If your transom is in good shape that is a no-brainer and easily done.


----------



## bassin0331 (Mar 7, 2017)

I had an old 14' alumacraft with a 25 Evinrude on it that would boogy. I could get 32 with just me and gear, never felt unsafe, I'm sure you'll be fine if your transom is in good shape. If not just rebuild transom


----------



## Kmorris (Mar 7, 2017)

My only real concern is that I'm contemplating a 33% increase in HP. I'm guessing that will also mean a increase in torque/stress, but it sounds like it should be fine. Out of curiosity, what are your boats rated for?

Thanks for the replys
Ken


----------



## Johnny (Mar 7, 2017)

my 1959 Crestliner 14' went from 30hp through 1955 to 35hp in 1957
my 1959 Lone Star 14' is rated at 35hp


----------



## Crazyboat (Mar 7, 2017)

As a kid I had a boat rated for 7.5, I strapped a 15 on the back and went water skiing. Most boats are built to take a pounding, as long as it's in good shape the extra 5 ponies will be fine.

PS the stern never gave out, the bow did from stuffing her into waves, but the stern was fine.


----------



## Pappy (Mar 7, 2017)

Well....as a reference, my Gheenoe is rated at 15hp (tiller) and I typically run both 25hp and 35hp on it. these engines run on a jack plate which adds stress to the transom. 
My old Alumacraft, built in 1967 and the one in my avatar, is put to the task of handling a heavy 4-cylinder opposed 50hp for me on occasion. This is pretty much the limit for that hull and is a bit beyond what I normally run on it but I can put a full load in the boat and it will cruise at what a 35hp can push it at WOT. Not recommending overpowering to anyone but if your transom is in good shape structurally they will hold and run with a bunch more horsepower than we typically put on them.


----------



## onthewater102 (Mar 7, 2017)

HP rating is a function of length, width, transom height, bottom design & steering position completely independent of the structural integrity of the transom as originally manufactured.

The transom could literally be made of tissue paper by the OEM and it would still carry the same rating.

Only other concern I can think of is you do run the slight risk of running into trouble with law enforcement as it's against the law in a lot of states to overpower.


----------



## Crazyboat (Mar 7, 2017)

Pappy said:


> Well....as a reference, my Gheenoe is rated at 15hp (tiller) and I typically run both 25hp and 35hp on it. these engines run on a jack plate which adds stress to the transom.
> My old Alumacraft, built in 1967 and the one in my avatar, is put to the task of handling a heavy 4-cylinder opposed 50hp for me on occasion.
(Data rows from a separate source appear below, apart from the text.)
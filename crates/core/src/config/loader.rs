use figment::{
    providers::{Env, Format, Toml},
    Figment,
};
use std::path::Path;

use super::{types::Config, ConfigError};

/// Load configuration from file with environment variable overrides
pub fn load_config(path: &Path) -> Result<Config, ConfigError> {
    if !path.exists() {
        return Err(ConfigError::FileNotFound(path.display().to_string()));
    }

    let config: Config = Figment::new()
        .merge(Toml::file(path))
        .merge(Env::prefixed("POPCORN_").split("__"))
        .extract()
        .map_err(|e| ConfigError::ParseError(e.to_string()))?;

    Ok(config)
}

/// Load configuration from TOML string (useful for testing)
pub fn load_config_from_str(toml_str: &str) -> Result<Config, ConfigError> {
    toml::from_str(toml_str).map_err(|e| ConfigError::ParseError(e.to_string()))
}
This is pretty much the limit for that hull and is a bit beyond what I normally run on it but I can put a full load in the boat and it will cruise at what a 35hp can push it at WOT. Not recommending overpowering to anyone but if your transom is in good shape structurally they will hold and run with a bunch more horsepower than we typically put on them.
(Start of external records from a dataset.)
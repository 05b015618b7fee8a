pub mod config;
pub mod external_catalog;
pub mod fetch;
pub mod metrics;
pub mod search;
pub mod selection;
pub mod session;
pub mod store;
pub mod testing;
pub mod watchlist;

pub use config::{
    load_config, load_config_from_str, validate_config, CatalogConfig, Config, ConfigError,
    RatingConfig, SanitizedConfig, SearchConfig, ServerConfig, StorageConfig,
};
pub use external_catalog::{Catalog, CatalogError, ItemDetail, OmdbClient, SearchResult};
pub use fetch::{CancelHandle, CancellableFetcher, Completion, RequestEpoch};
pub use search::{SearchController, SearchSnapshot, SearchStatus};
pub use selection::{SelectionController, SelectionSnapshot};
pub use session::{
    create_session_system, Session, SessionCommand, SessionDriver, SessionError, SessionEvent,
    SessionHandle, SessionOptions, SessionSnapshot,
};
pub use store::{MemorySlotStore, PersistentStore, SlotStore, SqliteSlotStore, StoreError};
pub use watchlist::{WatchedItem, WatchedSummary, WatchlistController};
So please, tell me, what are your number at WOT with both the 25 and 35 HP on that Gheenoe, thing must absolutely fly.


----------



## Kier (Mar 7, 2017)

I have a 14x48 starcraft V hull. I am not sure of the age of mine as well. It has been re-vin'd at some point. I have a 20HP Blue Band mercury on it and it does fine. Mine has a 2x6 or 2x8 across the top of the transom. The 20HP gets up on plane with 2 well and takes a bit with 3.


----------



## Pappy (Mar 7, 2017)

The Gheenoe will run around 37 with the 3cyl 25hp on it with one person, a fuel tank, and a group 27 battery up in the bow. Prop is a production stainless 15" and has been modified. 
The 35hp 3 cylinder will run about the same speed with two persons, a full cooler, fishing gear, etc. in addition to the above. Haven't run it with just me in it and no load. Sorry to hijack the thread......


----------



## Kmorris (Mar 8, 2017)

Pappy said:


> Well....as a reference, my Gheenoe is rated at 15hp (tiller) and I typically run both 25hp and 35hp on it. these engines run on a jack plate which adds stress to the transom.
> My old Alumacraft, built in 1967 and the one in my avatar, is put to the task of handling a heavy 4-cylinder opposed 50hp for me on occasion. This is pretty much the limit for that hull and is a bit beyond what I normally run on it but I can put a full load in the boat and it will cruise at what a 35hp can push it at WOT. Not recommending overpowering to anyone but if your transom is in good shape structurally they will hold and run with a bunch more horsepower than we typically put on them.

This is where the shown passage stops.